Sarah Orfanos MD, Ibrahim El Husseini MD

Division of Pulmonary and Critical Medicine, Rutgers Robert Wood Johnson University Hospital.

 

Case

A 25-year-old female presented to the intensive care unit for altered mental status following a suicidal attempt and ingestion of an unknown substance. Patient was intubated for airway protection and treated with Fomepizole and hemodialysis and extubated within 24 hours. A few hours post-extubation, she developed inspiratory and expiratory stridor requiring reintubation. Computed tomography (CT) of the chest (Figure 1) and flexible bronchoscopy (Video 1) were performed for further evaluation.

 

image 1
Figure 1: Post-extubation coronal computed tomography of the chest (parenchymal window)

 

video 1
Video 1: Diagnostic bronchoscopy with visualization of the trachea

 

Question

What is the etiology of the patient’s persistent stridor and respiratory distress?

  1. Tracheomalacia
  2. Post-intubation tracheal granuloma
  3. Tracheal caustic injury
  4. Tracheal tumor
  5. Tracheo-esophageal fistula

 

 

C. Tracheal caustic injury

 

Discussion

Tracheomalacia (answer A) would show dynamic collapse of the anterior wall of the trachea rather than extensive sloughing seen during bronchoscopy. Tracheal granulomas (answer B) are not commonly seen following brief intubation as with this patient and bronchoscopy would demonstrate granulation tissue rather than extensive injury and mucosal sloughing as seen here.

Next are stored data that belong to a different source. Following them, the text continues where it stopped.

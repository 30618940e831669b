use async_trait::async_trait;
use ha_domain::{HostId, InstanceType, VmId};

use crate::error::OrchestratorError;

/// Parameters the state machine hands to a start call. `ha_tag` is injected
/// into the request when configured, so operators can tell HA-triggered
/// starts apart from ordinary ones downstream.
#[derive(Debug, Clone, Default)]
pub struct StartParams {
    pub ha_tag: Option<String>,
}

/// The category an alert belongs to, derived from the VM type and situation
/// that triggered it.
#[derive(Debug, Clone, Copy, PartialEq, Eq)]
pub enum AlertType {
    HostDown,
    GateDisabled,
    FenceFailure,
    RestartFailure,
    MigrationFailure,
}

/// Picks a target host for a VM that needs to start or relocate. Ordinary
/// placement and HA placement are both instances of this trait; the
/// recovery state machine decides which one(s) to consult and in what order.
#[async_trait]
pub trait Planner: Send + Sync + 'static {
    fn name(&self) -> &str;

    async fn place(&self, vm_id: &VmId, params: &StartParams) -> Result<HostId, OrchestratorError>;
}

/// The VM orchestrator: the single external collaborator that actually
/// mutates VM placement. One logical implementation is expected in
/// production; `LocalOrchestrator` stands in for it in tests.
#[async_trait]
pub trait Orchestrator: Send + Sync + 'static {
    async fn find_by_id(&self, vm_id: &VmId) -> Result<Option<ha_domain::Vm>, OrchestratorError>;

    /// Looks up the host record the state machine consults for hypervisor
    /// family, zone, and routing-only status. `None` when the host has
    /// already been removed from inventory.
    async fn find_host(&self, host_id: &HostId) -> Result<Option<ha_domain::Host>, OrchestratorError>;

    async fn advance_stop(&self, vm_id: &VmId, force: bool) -> Result<ha_domain::Vm, OrchestratorError>;

    /// Dispatches to the type-specific starter based on the VM's current
    /// `instance_type`. Implementors normally get this for free by
    /// implementing the four `start_*_for_ha` methods below.
    async fn advance_start(
        &self,
        vm_id: &VmId,
        params: &StartParams,
        planner: &dyn Planner,
    ) -> Result<ha_domain::Vm, OrchestratorError> {
        let vm = self
            .find_by_id(vm_id)
            .await?
            .ok_or_else(|| OrchestratorError::ResourceUnavailable(vm_id.to_string()))?;
        match vm.instance_type {
            InstanceType::DomainRouter => self.start_router_for_ha(vm_id, params, planner).await,
            InstanceType::ConsoleProxy => self.start_proxy_for_ha(vm_id, params, planner).await,
            InstanceType::SecondaryStorageVm => {
                self.start_sec_storage_vm_for_ha(vm_id, params, planner).await
            }
            InstanceType::User | InstanceType::Other => {
                self.start_virtual_machine_for_ha(vm_id, params, planner).await
            }
        }
    }

    async fn start_router_for_ha(
        &self,
        vm_id: &VmId,
        params: &StartParams,
        planner: &dyn Planner,
    ) -> Result<ha_domain::Vm, OrchestratorError>;

    async fn start_proxy_for_ha(
        &self,
        vm_id: &VmId,
        params: &StartParams,
        planner: &dyn Planner,
    ) -> Result<ha_domain::Vm, OrchestratorError>;

    async fn start_sec_storage_vm_for_ha(
        &self,
        vm_id: &VmId,
        params: &StartParams,
        planner: &dyn Planner,
    ) -> Result<ha_domain::Vm, OrchestratorError>;

    async fn start_virtual_machine_for_ha(
        &self,
        vm_id: &VmId,
        params: &StartParams,
        planner: &dyn Planner,
    ) -> Result<ha_domain::Vm, OrchestratorError>;

    async fn migrate_away(
        &self,
        vm_id: &VmId,
        source_host_id: &HostId,
    ) -> Result<ha_domain::Vm, OrchestratorError>;

    async fn destroy(&self, vm_id: &VmId, expunge: bool) -> Result<(), OrchestratorError>;

    async fn is_root_volume_on_local_storage(&self, vm_id: &VmId) -> Result<bool, OrchestratorError>;
}

/// Volume-placement capability, consulted before restart to decide whether a
/// VM can move off its current host at all.
#[async_trait]
pub trait VolumeOrchestrator: Send + Sync + 'static {
    async fn can_vm_restart_on_another_server(&self, vm_id: &VmId) -> Result<bool, OrchestratorError>;
}

/// Primary-storage capability for pools that require an explicit detach
/// before a VM can attach its volumes on a new host.
#[async_trait]
pub trait DataStoreDriver: Send + Sync + 'static {
    async fn detach_volume_from_all_storage_nodes(&self, vm_id: &VmId) -> Result<(), OrchestratorError>;
}

/// Capacity bookkeeping for hosts a migration gave up on.
#[async_trait]
pub trait ResourceManager: Send + Sync + 'static {
    async fn migrate_away_failed(&self, host_id: &HostId, vm_id: &VmId) -> Result<(), OrchestratorError>;
}

/// Operator-facing notification sink.
#[async_trait]
pub trait AlertManager: Send + Sync + 'static {
    async fn send_alert(
        &self,
        alert_type: AlertType,
        zone_id: &ha_domain::ZoneId,
        pod_id: Option<&str>,
        subject: &str,
        body: &str,
    ) -> Result<(), OrchestratorError>;
}
use std::collections::HashMap;

use ha_domain::ZoneId;

/// A per-zone boolean setting with a global default.
#[derive(Debug, Clone, PartialEq, Eq)]
pub struct ZoneOverride {
    default: bool,
    zones: HashMap<ZoneId, bool>,
}

impl ZoneOverride {
    pub fn constant(default: bool) -> Self {
        ZoneOverride {
            default,
            zones: HashMap::new(),
        }
    }

    pub fn with_zones(default: bool, zones: HashMap<ZoneId, bool>) -> Self {
        ZoneOverride { default, zones }
    }

    pub fn get(&self, zone: &ZoneId) -> bool {
        self.zones.get(zone).copied().unwrap_or(self.default)
    }
}

/// The coordinator's fully-resolved, typed configuration surface (see the
/// external-interfaces configuration table). Produced by `loader::load_ha_config`
/// from a `RawHaConfig`; every field here has a concrete value, defaults already applied.
#[derive(Debug, Clone)]
pub struct HaConfig {
    pub ha_workers: u32,
    pub time_to_sleep: u64,
    pub migration_max_retries: u32,
    pub time_between_failures: u64,
    pub time_between_cleanup: u64,
    pub stop_retry_interval: u64,
    pub restart_retry_interval: u64,
    pub migrate_retry_interval: u64,
    pub investigate_retry_interval: u64,
    pub force_ha: bool,
    pub vm_ha_enabled: ZoneOverride,
    pub vm_ha_alerts_enabled: ZoneOverride,
    pub instance: String,
    pub ha_tag: Option<String>,
    /// Hypervisor families whose host stack already handles restart; the
    /// restart flow skips HA entirely for VMs on these hosts.
    pub hypervisors_with_host_side_ha: Vec<String>,
}

impl Default for HaConfig {
    fn default() -> Self {
        HaConfig {
            ha_workers: 1,
            time_to_sleep: 60,
            migration_max_retries: 5,
            time_between_failures: 3600,
            time_between_cleanup: 86400,
            stop_retry_interval: 120,
            restart_retry_interval: 600,
            migrate_retry_interval: 300,
            investigate_retry_interval: 60,
            force_ha: false,
            vm_ha_enabled: ZoneOverride::constant(true),
            vm_ha_alerts_enabled: ZoneOverride::constant(true),
            instance: "HACOORD".to_string(),
            ha_tag: None,
            hypervisors_with_host_side_ha: Vec::new(),
        }
    }
}

impl HaConfig {
    pub fn vm_ha_enabled(&self, zone: &ZoneId) -> bool {
        self.vm_ha_enabled.get(zone)
    }

    pub fn vm_ha_alerts_enabled(&self, zone: &ZoneId) -> bool {
        self.vm_ha_alerts_enabled.get(zone)
    }

    pub fn has_host_side_ha(&self, hypervisor: &str) -> bool {
        self.hypervisors_with_host_side_ha
            .iter()
            .any(|h| h.eq_ignore_ascii_case(hypervisor))
    }
}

A tracheal tumor (answer D) would manifest as a growth without extensive sloughing. A trachea-esophageal fistula (TEF, answer E), a connection between the trachea and esophagus, is generally diagnosed with bronchoscopy, though can be seen on CT or with barium swallow. TEF generally occurs in the setting of thoracic malignancy, with aspiration being the most common symptom.

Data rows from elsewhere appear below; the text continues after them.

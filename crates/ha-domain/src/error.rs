use thiserror::Error;

#[derive(Debug, Error)]
pub enum DomainError {
    #[error("invalid vm id: {0}")]
    InvalidVmId(String),

    #[error("invalid host id: {0}")]
    InvalidHostId(String),

    #[error("invalid zone id: {0}")]
    InvalidZoneId(String),

    #[error("work item {id} already taken by server {server_id}")]
    AlreadyTaken { id: u64, server_id: String },

    #[error("work type {work_type} is not valid for a stop schedule")]
    InvalidStopWorkType { work_type: String },

    #[error("invalid configuration: {0}")]
    InvalidConfig(String),
}
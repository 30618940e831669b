use thiserror::Error;

#[derive(Debug, Error)]
pub enum StoreError {
    #[error("work item not found: {0}")]
    NotFound(u64),

    #[error("serialization error: {0}")]
    Serialization(#[from] serde_json::Error),

    #[error("internal store error: {0}")]
    Internal(String),

    /// Returned by `update` when the caller's copy no longer matches the
    /// persisted lease holder — someone else claimed or released it first.
    #[error("lease conflict on work item {id}: held by {holder:?}")]
    LeaseConflict { id: u64, holder: Option<String> },
}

CT chest in our case demonstrated circumferential tracheal narrowing on the coronal view (shown above), with a transverse band of tissue extending across the tracheal lumen. The tracheal lumen measured 5mm at its narrowest with audible stridor and respiratory distress, stressing the urgency of therapeutic bronchoscopy. Flexible bronchoscopy showed diffuse caustic tracheal injury, with extensive fibrin and necrotic tissue and a false membrane almost completely obstructing the trachea. We were able to remove the obstructing tissue using flexible forceps. Balloon dilatation or Argon Plasma Coagulation were not performed due to the high risk of tracheal perforation in the setting of caustic injury. The patient was successfully extubated and discharged. In the following months she underwent two flexible bronchoscopies with balloon dilatation due to persistent tracheal stenosis (Figure 2).

 

image 2
Figure 2: Bronchoscopy performed 3 months post initial injury showing improvement of the necrosis but development of scar tissue with tracheal stenosis

 

Caustic airway injury is less commonly reported than GI tract caustic injury, however, it can result in serious consequences, including tracheal perforation, necrosis or long-term complications such as tracheal stenosis. The pathophysiology of caustic injury varies depending on the proprieties of the ingested substance (acidic or alkaline). Alkaline agents cause tissue injury by liquefactive necrosis through saponification of fat. Acidic substances cause coagulation necrosis with denaturation of the superficial protein layer. These patients frequently require multiple bronchoscopies for diagnostic and therapeutic purposes. Acute therapeutic options include debridement (as performed in this case) and balloon dilatation, though dilation in this setting is associated with high risk of tracheal perforation(1). Alternative therapies once the inflammatory response settles include pulmonary patch repair (2), airway stenting, balloon dilation with or without heated ablative therapies, and slide tracheoplasty (3).

 

References

  1. Hautefort C, Teissier N, Viala P, Van Den Abbeele T. Balloon dilation laryngoplasty for subglottic stenosis in children: eight years’ experience. Arch Otolaryngol Head Neck Surg. 2012 Mar;138(3):235–40.

  2. Chiba S, Brichkov I. Pulmonary Patch Repair of Tracheobronchial Necrosis With Perforation Secondary to Caustic Ingestion. Ann Thorac Surg. 2014 Jun 1;97(6):2205–7.

  3. Yong MS, Konstantinov IE. Understanding the impact of slide tracheoplasty in congenital tracheal stenosis. Transl Pediatr. 2019 Dec;8(5):462–4.